Personal information
- Occupation: Student

Sport
- Sport: Hurling
- Position: Goalkeeper

Club
- Years: Club
- Kiladangan

Club titles
- Tipperary titles: 2

Inter-county
- Years: County / Apps (scores)
- 2020–: Tipperary / 1 (0-0)

Inter-county titles
- All-Irelands: 1

= Barry Hogan =

Irish hurler

 Barry Hogan is an Irish hurler who plays for Kiladangan and at inter-county level with the Tipperary senior hurling team.

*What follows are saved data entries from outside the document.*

//! Path utilities: collision-free naming, bottom-up traversal and
//! filesystem-boundary detection.

use std::ffi::{OsStr, OsString};
use std::fs;
use std::io;
use std::path::{Path, PathBuf};

#[cfg(unix)]
use std::os::unix::fs::MetadataExt;

use jwalk::{Parallelism, WalkDir};

use crate::error::{IoResultExt, OpError, Result};

/// Highest suffix tried before giving up on a name.
const MAX_SUFFIX: u32 = 10_000;

/// How a colliding name is suffixed.
#[derive(Debug, Clone, Copy, PartialEq, Eq)]
pub enum NameStyle {
    /// `report.txt` -> `report (1).txt`, `report (2).txt`, ...
    Paste,
    /// `report.txt` -> `report.txt.1`, `report.txt.2`, ...
    Trash,
}

impl NameStyle {
    /// Build the `n`-th candidate for `name`.
    pub fn candidate(self, name: &OsStr, n: u32) -> OsString {
        match self {
            Self::Paste => {
                let path = Path::new(name);
                let stem = path.file_stem().unwrap_or(name);
                let stem = strip_counter(stem);
                let mut candidate = stem.to_os_string();
                candidate.push(format!(" ({n})"));
                if let Some(ext) = path.extension() {
                    candidate.push(".");
                    candidate.push(ext);
                }
                candidate
            }
            Self::Trash => {
                let mut candidate = name.to_os_string();
                candidate.push(format!(".{n}"));
                candidate
            }
        }
    }
}

/// Strip a trailing ` (n)` counter so repeated pastes stay flat.
fn strip_counter(stem: &OsStr) -> &OsStr {
    let Some(text) = stem.to_str() else {
        return stem;
    };
    let Some(open) = text.rfind(" (") else {
        return stem;
    };
    let counter = &text[open + 2..];
    match counter.strip_suffix(')') {
        Some(digits) if !digits.is_empty() && digits.bytes().all(|b| b.is_ascii_digit()) => {
            OsStr::new(&text[..open])
        }
        _ => stem,
    }
}

/// Whether anything (including a dangling symlink) exists at `path`.
pub fn lexists(path: &Path) -> bool {
    fs::symlink_metadata(path).is_ok()
}

/// Whether `path` is a real directory (not a symlink to one).
pub fn is_real_dir(path: &Path) -> bool {
    fs::symlink_metadata(path).is_ok_and(|m| m.is_dir())
}

/// Pick a name for `name` that `taken` does not reject.
///
/// Returns `name` itself when free, otherwise the first free candidate in
/// `style`. The sequence is deterministic, so the same directory state always
/// yields the same answer.
pub fn unique_name_by<F>(name: &OsStr, style: NameStyle, mut taken: F) -> Result<OsString>
where
    F: FnMut(&OsStr) -> bool,
{
    if !taken(name) {
        return Ok(name.to_os_string());
    }
    for n in 1..=MAX_SUFFIX {
        let candidate = style.candidate(name, n);
        if !taken(&candidate) {
            return Ok(candidate);
        }
    }
    Err(OpError::NameExhausted {
        path: PathBuf::from(name),
    })
}

/// Pick a name for `name` that does not exist inside `dir`.
pub fn unique_name(dir: &Path, name: &OsStr, style: NameStyle) -> Result<OsString> {
    unique_name_by(name, style, |candidate| lexists(&dir.join(candidate)))
        .map_err(|_| OpError::NameExhausted { path: dir.join(name) })
}

/// Make `path` absolute without touching the filesystem.
pub fn absolute(path: &Path) -> Result<PathBuf> {
    std::path::absolute(path).at(path)
}

/// Resolve `path` through symlinks and `..`. A path that does not exist yet
/// is only made absolute.
pub fn canonical(path: &Path) -> Result<PathBuf> {
    match fs::canonicalize(path) {
        Ok(resolved) => Ok(resolved),
        Err(e) if e.kind() == io::ErrorKind::NotFound => absolute(path),
        Err(e) => Err(OpError::io(path, e)),
    }
}

/// Like [`canonical`], but the final component is kept as named, so a
/// symlink still refers to the link itself.
pub fn canonical_entry(path: &Path) -> Result<PathBuf> {
    let path = absolute(path)?;
    match (path.parent(), path.file_name()) {
        (Some(parent), Some(name)) => Ok(canonical(parent)?.join(name)),
        _ => canonical(&path),
    }
}

/// Whether `a` and `b` are the same filesystem entry (symlinks not
/// followed). Catches aliases that path comparison misses, such as bind
/// mounts.
#[cfg(unix)]
pub fn same_entry(a: &Path, b: &Path) -> bool {
    match (fs::symlink_metadata(a), fs::symlink_metadata(b)) {
        (Ok(a), Ok(b)) => a.dev() == b.dev() && a.ino() == b.ino(),
        _ => false,
    }
}

#[cfg(not(unix))]
pub fn same_entry(a: &Path, b: &Path) -> bool {
    match (fs::canonicalize(a), fs::canonicalize(b)) {
        (Ok(a), Ok(b)) => a == b,
        _ => false,
    }
}

/// Device id of the filesystem holding `path` (symlinks not followed).
#[cfg(unix)]
pub fn device_of(path: &Path) -> io::Result<u64> {
    fs::symlink_metadata(path).map(|m| m.dev())
}

#[cfg(not(unix))]
pub fn device_of(path: &Path) -> io::Result<u64> {
    fs::symlink_metadata(path).map(|_| 0)
}

/// Whether `a` and `b` live on different storage devices.
pub fn crosses_device(a: &Path, b: &Path) -> io::Result<bool> {
    Ok(device_of(a)? != device_of(b)?)
}

/// Find the mount point of the filesystem holding `path`.
///
/// Walks toward the root until the device id changes. Missing trailing
/// components are resolved against their nearest existing ancestor.
pub fn find_mount_point(path: &Path) -> io::Result<PathBuf> {
    let mut current = std::path::absolute(path)?;
    while !lexists(&current) {
        match current.parent() {
            Some(parent) => current = parent.to_path_buf(),
            None => break,
        }
    }

    let device = device_of(&current)?;
    loop {
        let Some(parent) = current.parent() else {
            return Ok(current);
        };
        if device_of(parent)? != device {
            return Ok(current);
        }
        current = parent.to_path_buf();
    }
}

/// List every entry under `path` so that each entry precedes its parent.
///
/// A non-directory (including a symlink to a directory) yields just itself.
/// Symlinks are never followed and hidden entries are included. The first
/// traversal error aborts with the offending path.
pub fn bottom_up(path: &Path) -> Result<Vec<PathBuf>> {
    let metadata = fs::symlink_metadata(path).at(path)?;
    if !metadata.is_dir() {
        return Ok(vec![path.to_path_buf()]);
    }

    let walker = WalkDir::new(path)
        .parallelism(Parallelism::Serial)
        .skip_hidden(false)
        .follow_links(false)
        .sort(true);

    let mut entries = Vec::new();
    for entry in walker {
        let entry = entry.map_err(|err| walk_error(path, err))?;
        entries.push(entry.path());
    }

    // Depth-first pre-order reversed puts every child before its directory.
    entries.reverse();
    Ok(entries)
}

/// Count work units for `path`: one for the entry plus one per contained
/// non-directory entry.
///
/// An unreadable directory fails the count with its path, as in
/// [`bottom_up`], rather than leaving the total short.
pub fn count_units(path: &Path) -> Result<usize> {
    if !is_real_dir(path) {
        return Ok(1);
    }

    let walker = WalkDir::new(path)
        .skip_hidden(false)
        .follow_links(false)
        .min_depth(1);

    let mut contained = 0;
    for entry in walker {
        let entry = entry.map_err(|err| walk_error(path, err))?;
        if !entry.file_type().is_dir() {
            contained += 1;
        }
    }
    Ok(1 + contained)
}

fn walk_error(root: &Path, err: jwalk::Error) -> OpError {
    let path = err.path().map(Path::to_path_buf).unwrap_or_else(|| root.to_path_buf());
    let kind = err.io_error().map(|e| e.kind()).unwrap_or(io::ErrorKind::Other);
    OpError::io(path, io::Error::new(kind, err.to_string()))
}

#[cfg(test)]
mod tests {
    use super::*;
    use tempfile::TempDir;

    #[test]
    fn test_paste_candidates() {
        let name = OsStr::new("report.txt");
        assert_eq!(NameStyle::Paste.candidate(name, 1), "report (1).txt");
        assert_eq!(NameStyle::Paste.candidate(name, 2), "report (2).txt");
        assert_eq!(NameStyle::Paste.candidate(OsStr::new("notes"), 3), "notes (3)");
    }

    #[test]
    fn test_paste_candidate_strips_existing_counter() {
        let name = OsStr::new("report (1).txt");
        assert_eq!(NameStyle::Paste.candidate(name, 2), "report (2).txt");
        let name = OsStr::new("draft (v2)");
        assert_eq!(NameStyle::Paste.candidate(name, 1), "draft (v2) (1)");
    }

    #[test]
    fn test_trash_candidates() {
        assert_eq!(NameStyle::Trash.candidate(OsStr::new("a.txt"), 1), "a.txt.1");
        assert_eq!(NameStyle::Trash.candidate(OsStr::new("a.txt"), 12), "a.txt.12");
    }

    #[test]
    fn test_unique_name_free_name_is_kept() {
        let temp = TempDir::new().unwrap();
        let name = unique_name(temp.path(), OsStr::new("doc.txt"), NameStyle::Paste).unwrap();
        assert_eq!(name, "doc.txt");
    }

    #[test]
    fn test_unique_name_skips_taken_candidates() {
        let temp = TempDir::new().unwrap();
        fs::write(temp.path().join("doc.txt"), "a").unwrap();
        fs::write(temp.path().join("doc (1).txt"), "b").unwrap();

        let name = unique_name(temp.path(), OsStr::new("doc.txt"), NameStyle::Paste).unwrap();
        assert_eq!(name, "doc (2).txt");
    }

    #[cfg(unix)]
    #[test]
    fn test_unique_name_counts_dangling_symlinks() {
        let temp = TempDir::new().unwrap();
        std::os::unix::fs::symlink("/nonexistent/target", temp.path().join("link")).unwrap();

        let name = unique_name(temp.path(), OsStr::new("link"), NameStyle::Trash).unwrap();
        assert_eq!(name, "link.1");
    }

    #[test]
    fn test_bottom_up_children_before_parents() {
        let temp = TempDir::new().unwrap();
        let root = temp.path().join("tree");
        fs::create_dir_all(root.join("a/b")).unwrap();
        fs::create_dir_all(root.join(".hidden")).unwrap();
        fs::write(root.join("a/b/file.txt"), "x").unwrap();
        fs::write(root.join("a/top.txt"), "y").unwrap();
        fs::write(root.join(".hidden/secret"), "z").unwrap();

        let order = bottom_up(&root).unwrap();
        assert_eq!(order.len(), 7);
        assert_eq!(order.last(), Some(&root));

        for (i, path) in order.iter().enumerate() {
            for later in &order[i + 1..] {
                assert!(
                    !(later.starts_with(path) && later != path),
                    "{} listed before its child {}",
                    path.display(),
                    later.display()
                );
            }
        }
    }

    #[test]
    fn test_bottom_up_single_file() {
        let temp = TempDir::new().unwrap();
        let file = temp.path().join("only.txt");
        fs::write(&file, "x").unwrap();
        assert_eq!(bottom_up(&file).unwrap(), vec![file]);
    }

    #[test]
    fn test_bottom_up_missing_path_reports_it() {
        let temp = TempDir::new().unwrap();
        let missing = temp.path().join("missing");
        let err = bottom_up(&missing).unwrap_err();
        assert_eq!(err.path(), Some(missing.as_path()));
    }

    #[test]
    fn test_count_units() {
        let temp = TempDir::new().unwrap();
        let root = temp.path().join("tree");
        fs::create_dir_all(root.join("sub/deeper")).unwrap();
        fs::write(root.join("one"), "1").unwrap();
        fs::write(root.join("sub/two"), "2").unwrap();
        fs::write(root.join("sub/deeper/three"), "3").unwrap();

        assert_eq!(count_units(&root).unwrap(), 4);
        assert_eq!(count_units(&root.join("one")).unwrap(), 1);
    }

    #[cfg(unix)]
    #[test]
    fn test_count_units_reports_unreadable_directory() {
        use std::os::unix::fs::PermissionsExt;

        let temp = TempDir::new().unwrap();
        let root = temp.path().join("tree");
        let locked = root.join("locked");
        fs::create_dir_all(&locked).unwrap();
        fs::write(locked.join("hidden-from-count"), "x").unwrap();
        fs::set_permissions(&locked, fs::Permissions::from_mode(0o000)).unwrap();

        let readable = fs::read_dir(&locked).is_ok();
        let result = count_units(&root);
        fs::set_permissions(&locked, fs::Permissions::from_mode(0o755)).unwrap();
        if readable {
            // Permission bits do not bind this user (root).
            return;
        }

        let err = result.unwrap_err();
        assert!(err.path().is_some_and(|path| path.starts_with(&root)));
    }

    #[cfg(unix)]
    #[test]
    fn test_canonical_resolves_aliases() {
        let temp = TempDir::new().unwrap();
        let dir = temp.path().join("d");
        fs::create_dir_all(dir.join("sub")).unwrap();
        std::os::unix::fs::symlink(&dir, temp.path().join("alias")).unwrap();
        let real = fs::canonicalize(&dir).unwrap();

        assert_eq!(canonical(&temp.path().join("alias")).unwrap(), real);
        assert_eq!(canonical(&dir.join("sub/..")).unwrap(), real);
        // The link itself is kept when it is the final component.
        assert_eq!(
            canonical_entry(&temp.path().join("alias")).unwrap(),
            fs::canonicalize(temp.path()).unwrap().join("alias")
        );
        assert_eq!(canonical(&dir.join("not-yet")).unwrap(), dir.join("not-yet"));
    }

    #[cfg(unix)]
    #[test]
    fn test_same_entry_sees_through_aliases() {
        let temp = TempDir::new().unwrap();
        let dir = temp.path().join("d");
        fs::create_dir(&dir).unwrap();
        fs::write(dir.join("a.txt"), "x").unwrap();
        std::os::unix::fs::symlink(&dir, temp.path().join("alias")).unwrap();

        assert!(same_entry(&dir.join("a.txt"), &temp.path().join("alias/a.txt")));
        assert!(!same_entry(&dir, &temp.path().join("alias")));
        assert!(!same_entry(&dir.join("a.txt"), &dir.join("missing")));
    }

    #[test]
    fn test_find_mount_point_is_ancestor() {
        let temp = TempDir::new().unwrap();
        let file = temp.path().join("not-yet-created/file");
        let mount = find_mount_point(&file).unwrap();
        assert!(file.starts_with(&mount));
        assert_eq!(find_mount_point(Path::new("/")).unwrap(), PathBuf::from("/"));
    }
}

He usually lines out as a goalkeeper.

==Career==
Hogan made his senior debut for Tipperary on 8 May 2021 in the opening round of the 2021 National Hurling League in a 0–20 to 0–20 draw with Limerick.
He made his championship debut on 4 July 2021 in a 3–22 to 2–21 win against Clare in the Munster semi-final.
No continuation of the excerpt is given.